> _The task_
Your reply should be made up of every line in the records below that holds the string "base".
── Source material ──
//! Block expression compilation.
//!
//! A block in expression position opens a nested scope and lowers into its
//! own instruction sequence, wrapped in a structured `block` instruction.

use dlang_ast::Block;
use dlang_core::ValType;

use super::{ExprCompiler, Result};
use crate::emit::InstructionBuilder;
use crate::stmt::StmtCompiler;

/// Compile `{ ... }` used as an expression.
pub fn compile_block_expr(
    compiler: &mut ExprCompiler<'_, '_>,
    block: &Block<'_>,
) -> Result<Option<ValType>> {
    let mut nested = InstructionBuilder::new();

    compiler.ctx().push_scope();
    let result = StmtCompiler::new(compiler.ctx(), &mut nested).compile_block_body(block)?;
    compiler.ctx().pop_scope()?;

    compiler.emitter().emit_block(result, nested.finish());
    Ok(result)
}
//! Expression compiler.
//!
//! The [`ExprCompiler`] lowers one expression into the current instruction
//! sequence and reports the type of the value it leaves on the stack, or
//! `None` when it leaves nothing.
//!
//! # Example
//!
//! ```ignore
//! let mut compiler = ExprCompiler::new(&mut ctx, &mut emitter);
//! let ty = compiler.compile(&expr)?;
//! ```

mod binary;
mod block;
mod identifiers;
mod literals;

use dlang_ast::Expr;
use dlang_core::{CompilationError, ValType};

use crate::context::FunctionContext;
use crate::emit::InstructionBuilder;

type Result<T> = std::result::Result<T, CompilationError>;

/// Lowers expressions to stack-machine instructions.
pub struct ExprCompiler<'a, 'ctx> {
    /// Function context with the binding table and resolver
    ctx: &'a mut FunctionContext<'ctx>,
    /// Instruction builder for the current sequence
    emitter: &'a mut InstructionBuilder,
}

impl<'a, 'ctx> ExprCompiler<'a, 'ctx> {
    pub fn new(ctx: &'a mut FunctionContext<'ctx>, emitter: &'a mut InstructionBuilder) -> Self {
        Self { ctx, emitter }
    }

    /// Lower an expression.
    ///
    /// Returns the type of the value left on the stack, if any.
    pub fn compile<'ast>(&mut self, expr: &Expr<'ast>) -> Result<Option<ValType>> {
        match expr {
            Expr::Literal(lit) => literals::compile_literal(self, lit),
            Expr::Path(path) => identifiers::compile_path(self, path),
            Expr::Binary(bin) => binary::compile_binary(self, bin),
            Expr::Block(block) => block::compile_block_expr(self, block),

            Expr::Unary(_)
            | Expr::Call(_)
            | Expr::Array(_)
            | Expr::Index(_)
            | Expr::ArrayPattern(_)
            | Expr::Member(_)
            | Expr::New(_) => Err(CompilationError::unsupported(expr.describe(), expr.span())),
        }
    }

    /// Lower an expression that must produce a value.
    ///
    /// `what` names the position for the diagnostic, e.g. "left operand".
    pub fn compile_value<'ast>(&mut self, expr: &Expr<'ast>, what: &str) -> Result<ValType> {
        self.compile(expr)?
            .ok_or_else(|| CompilationError::TypeMismatch {
                message: format!("{what} does not produce a value"),
                span: expr.span(),
            })
    }

    pub(crate) fn ctx(&mut self) -> &mut FunctionContext<'ctx> {
        self.ctx
    }

    pub(crate) fn emitter(&mut self) -> &mut InstructionBuilder {
        self.emitter
    }
}

#[cfg(test)]
mod tests {
    use super::*;
    use crate::ir::{Instruction, NumericOp};
    use crate::type_resolver::NumericResolver;
    use bumpalo::Bump;
    use dlang_ast::{AstBuilder, BinaryOp, UnaryOp};

    fn lower<'ast>(expr: &Expr<'ast>) -> Result<(Option<ValType>, Vec<Instruction>)> {
        let resolver = NumericResolver;
        let mut ctx = FunctionContext::new("test", &resolver, 64);
        let mut emitter = InstructionBuilder::new();
        let ty = ExprCompiler::new(&mut ctx, &mut emitter).compile(expr)?;
        Ok((ty, emitter.code().to_vec()))
    }

    #[test]
    fn arithmetic_is_postorder() {
        let arena = Bump::new();
        let b = AstBuilder::new(&arena);
        // (1 + 2) * 3
        let expr = b.binary(
            b.binary(b.int(1), BinaryOp::Add, b.int(2)),
            BinaryOp::Mul,
            b.int(3),
        );
        let (ty, code) = lower(expr).unwrap();
        assert_eq!(ty, Some(ValType::I32));
        assert_eq!(
            code,
            vec![
                Instruction::Const(1),
                Instruction::Const(2),
                Instruction::Binary(NumericOp::Add),
                Instruction::Const(3),
                Instruction::Binary(NumericOp::Mul),
            ]
        );
    }

    #[test]
    fn unlowered_expressions_are_unsupported() {
        let arena = Bump::new();
        let b = AstBuilder::new(&arena);
        for expr in [b.unary(UnaryOp::Neg, b.int(1)), b.call("f", &[])] {
            let err = lower(expr).unwrap_err();
            assert!(
                matches!(err, CompilationError::UnsupportedConstruct { .. }),
                "{err}"
            );
            assert_eq!(err.span(), expr.span());
        }
    }

    #[test]
    fn compile_value_rejects_empty_block() {
        let arena = Bump::new();
        let b = AstBuilder::new(&arena);
        let empty = b.block_expr(&[]);

        let resolver = NumericResolver;
        let mut ctx = FunctionContext::new("test", &resolver, 64);
        let mut emitter = InstructionBuilder::new();
        let err = ExprCompiler::new(&mut ctx, &mut emitter)
            .compile_value(empty, "initializer")
            .unwrap_err();
        assert_eq!(
            err,
            CompilationError::TypeMismatch {
                message: "initializer does not produce a value".into(),
                span: empty.span(),
            }
        );
    }
}
//! # Module Validator
//!
//! Checks a [`ModuleIr`] for structural and type soundness before encoding:
//!
//! - every function references an existing type
//! - the leading locals match the type's parameters
//! - an abstract operand stack never underflows, ends each sequence at the
//!   declared arity, and only sees the value types each instruction expects
//! - every sequence ends with exactly one `End`
//! - every local index is in range
//!
//! The validator never mutates the IR and stops at the first error.

use dlang_core::{ValType, ValidationError};

use crate::ir::{Function, Instruction, ModuleIr};

type Result<T> = std::result::Result<T, ValidationError>;

/// Statistics for one validated function.
#[derive(Debug, Clone, Default, PartialEq, Eq)]
pub struct FunctionStats {
    /// Function name
    pub name: String,
    /// Total instruction count, nested blocks and `End`s included
    pub instruction_count: usize,
    /// Maximum operand stack depth across all nesting levels
    pub max_stack_depth: usize,
}

/// Result of a successful validation.
#[derive(Debug, Clone, Default, PartialEq, Eq)]
pub struct ValidationReport {
    /// Per-function statistics in module order
    pub functions: Vec<FunctionStats>,
}

impl ValidationReport {
    /// Largest stack depth of any function.
    pub fn max_stack_depth(&self) -> usize {
        self.functions
            .iter()
            .map(|f| f.max_stack_depth)
            .max()
            .unwrap_or(0)
    }

    /// Total instructions in the module.
    pub fn instruction_count(&self) -> usize {
        self.functions.iter().map(|f| f.instruction_count).sum()
    }
}

/// Module IR validator.
#[derive(Debug, Clone, Copy, Default)]
pub struct Validator;

impl Validator {
    pub fn new() -> Self {
        Self
    }

    /// Validate a module.
    #[cfg_attr(feature = "profiling", profiling::function)]
    pub fn validate(&self, module: &ModuleIr) -> Result<ValidationReport> {
        let mut report = ValidationReport::default();

        for func in &module.functions {
            report.functions.push(validate_function(module, func)?);
        }

        tracing::debug!(
            functions = report.functions.len(),
            instructions = report.instruction_count(),
            max_stack_depth = report.max_stack_depth(),
            "module validated"
        );
        Ok(report)
    }
}

fn validate_function(module: &ModuleIr, func: &Function) -> Result<FunctionStats> {
    let count = module.types.len() as u32;
    let Some(ty) = module.types.get(func.type_index) else {
        return Err(ValidationError::InvalidTypeIndex {
            function: func.name.clone(),
            index: func.type_index,
            count,
        });
    };

    let params = func.locals.get(..func.param_count as usize);
    if params != Some(ty.params.as_slice()) {
        return Err(ValidationError::TypeMismatch {
            function: func.name.clone(),
            message: format!(
                "parameter locals {:?} do not match type {}",
                params.unwrap_or_default(),
                ty
            ),
        });
    }

    let expected = match ty.results.as_slice() {
        [] => None,
        [single] => Some(*single),
        _ => {
            return Err(ValidationError::TypeMismatch {
                function: func.name.clone(),
                message: format!("multiple results are not supported ({ty})"),
            });
        }
    };

    let mut checker = StackChecker {
        func,
        max_depth: 0,
    };
    checker.check_sequence(&func.body, expected, 0)?;

    Ok(FunctionStats {
        name: func.name.clone(),
        instruction_count: func.body.iter().map(Instruction::deep_len).sum(),
        max_stack_depth: checker.max_depth,
    })
}

/// Abstract interpretation of the operand stack for one function.
struct StackChecker<'f> {
    func: &'f Function,
    max_depth: usize,
}

impl StackChecker<'_> {
    /// Check one sequence against a fresh stack.
    ///
    /// `base` is the depth of the enclosing stacks, used for statistics only.
    fn check_sequence(
        &mut self,
        seq: &[Instruction],
        expected: Option<ValType>,
        base: usize,
    ) -> Result<()> {
        let mut stack: Vec<ValType> = Vec::new();

        for (pos, inst) in seq.iter().enumerate() {
            match inst {
                Instruction::End => {
                    if pos + 1 != seq.len() {
                        return Err(self.misplaced_end(pos));
                    }
                    return self.check_end(&stack, expected);
                }
                Instruction::Const(_) => stack.push(ValType::I32),
                Instruction::LocalGet(slot) => {
                    let ty = self.local(*slot)?;
                    stack.push(ty);
                }
                Instruction::LocalSet(slot) => {
                    let ty = self.local(*slot)?;
                    let found = self.pop(&mut stack, pos)?;
                    if found != ty {
                        return Err(self.mismatch(format!(
                            "local.set {slot} expects {ty}, found {found}"
                        )));
                    }
                }
                Instruction::Binary(op) => {
                    let right = self.pop(&mut stack, pos)?;
                    let left = self.pop(&mut stack, pos)?;
                    if left != ValType::I32 || right != ValType::I32 {
                        return Err(self.mismatch(format!(
                            "{} expects i32 operands, found {left} and {right}",
                            op.mnemonic()
                        )));
                    }
                    stack.push(ValType::I32);
                }
                Instruction::Drop => {
                    self.pop(&mut stack, pos)?;
                }
                Instruction::Block { result, body } => {
                    self.check_sequence(body, *result, base + stack.len())?;
                    if let Some(ty) = result {
                        stack.push(*ty);
                    }
                }
            }
            self.max_depth = self.max_depth.max(base + stack.len());
        }

        Err(self.misplaced_end(seq.len()))
    }

    fn check_end(&self, stack: &[ValType], expected: Option<ValType>) -> Result<()> {
        let arity = usize::from(expected.is_some());
        if stack.len() != arity {
            return Err(ValidationError::UnbalancedResult {
                function: self.func.name.clone(),
                expected: arity,
                found: stack.len(),
            });
        }
        if let (Some(want), Some(&found)) = (expected, stack.first())
            && want != found
        {
            return Err(self.mismatch(format!("result expects {want}, found {found}")));
        }
        Ok(())
    }

    fn local(&self, slot: u32) -> Result<ValType> {
        self.func
            .locals
            .get(slot as usize)
            .copied()
            .ok_or_else(|| ValidationError::InvalidLocalIndex {
                function: self.func.name.clone(),
                index: slot,
                count: self.func.local_count(),
            })
    }

    fn pop(&self, stack: &mut Vec<ValType>, position: usize) -> Result<ValType> {
        stack.pop().ok_or_else(|| ValidationError::StackUnderflow {
            function: self.func.name.clone(),
            position,
        })
    }

    fn mismatch(&self, message: String) -> ValidationError {
        ValidationError::TypeMismatch {
            function: self.func.name.clone(),
            message,
        }
    }

    fn misplaced_end(&self, position: usize) -> ValidationError {
        ValidationError::MisplacedEnd {
            function: self.func.name.clone(),
            position,
        }
    }
}
//! Type annotations.

use crate::Ident;
use dlang_core::Span;

/// A named type annotation, e.g. the `i32` in `let x: i32 = 1`.
///
/// The AST does not interpret the name. A signature resolver in the
/// code generator decides what it means.
#[derive(Debug, Clone, Copy, PartialEq)]
pub struct TypeRef<'ast> {
    /// The referenced type name.
    pub name: Ident<'ast>,
    /// Source location.
    pub span: Span,
}

impl<'ast> TypeRef<'ast> {
    pub fn named(name: Ident<'ast>) -> Self {
        Self {
            name,
            span: name.span,
        }
    }
}
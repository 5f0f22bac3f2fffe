//! Statement compiler.
//!
//! The [`StmtCompiler`] lowers statements into the current instruction
//! sequence. Only expression statements and variable declarations have a
//! lowering; every other statement kind is rejected explicitly.
//!
//! # Example
//!
//! ```ignore
//! let mut compiler = StmtCompiler::new(&mut ctx, &mut emitter);
//! let result = compiler.compile_block_body(&block)?;
//! ```

mod block;
mod var_decl;

use dlang_ast::{ExprStmt, Stmt};
use dlang_core::{CompilationError, ValType};

use crate::context::FunctionContext;
use crate::emit::InstructionBuilder;
use crate::expr::ExprCompiler;

type Result<T> = std::result::Result<T, CompilationError>;

/// Lowers statements to stack-machine instructions.
pub struct StmtCompiler<'a, 'ctx> {
    /// Function context with the binding table and resolver
    ctx: &'a mut FunctionContext<'ctx>,
    /// Instruction builder for the current sequence
    emitter: &'a mut InstructionBuilder,
}

impl<'a, 'ctx> StmtCompiler<'a, 'ctx> {
    pub fn new(ctx: &'a mut FunctionContext<'ctx>, emitter: &'a mut InstructionBuilder) -> Self {
        Self { ctx, emitter }
    }

    /// Compile a statement.
    ///
    /// `is_last` marks the final statement of a block, whose value (if any)
    /// stays on the stack as the block's result. Returns that value's type.
    pub fn compile<'ast>(&mut self, stmt: &Stmt<'ast>, is_last: bool) -> Result<Option<ValType>> {
        match stmt {
            Stmt::Expr(expr_stmt) => self.compile_expr_stmt(expr_stmt, is_last),
            Stmt::VarDecl(var_decl) => {
                self.compile_var_decl(var_decl)?;
                Ok(None)
            }
            Stmt::Function(decl) => Err(CompilationError::unsupported(
                "nested function declaration",
                decl.span,
            )),

            Stmt::Class(_)
            | Stmt::Interface(_)
            | Stmt::If(_)
            | Stmt::For(_)
            | Stmt::Break(_)
            | Stmt::Return(_) => Err(CompilationError::unsupported(stmt.describe(), stmt.span())),
        }
    }

    /// Compile an expression statement.
    ///
    /// A value produced by a non-final statement is dropped.
    fn compile_expr_stmt<'ast>(
        &mut self,
        expr_stmt: &ExprStmt<'ast>,
        is_last: bool,
    ) -> Result<Option<ValType>> {
        let ty = self.expr_compiler().compile(expr_stmt.expr)?;

        if is_last {
            return Ok(ty);
        }
        if ty.is_some() {
            self.emitter.emit_drop();
        }
        Ok(None)
    }

    /// Create an expression compiler sharing this compiler's context and sequence.
    fn expr_compiler(&mut self) -> ExprCompiler<'_, 'ctx> {
        ExprCompiler::new(self.ctx, self.emitter)
    }
}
───
> _The completed task_
    /// `base` is the depth of the enclosing stacks, used for statistics only.
        base: usize,
                    self.check_sequence(body, *result, base + stack.len())?;
            self.max_depth = self.max_depth.max(base + stack.len());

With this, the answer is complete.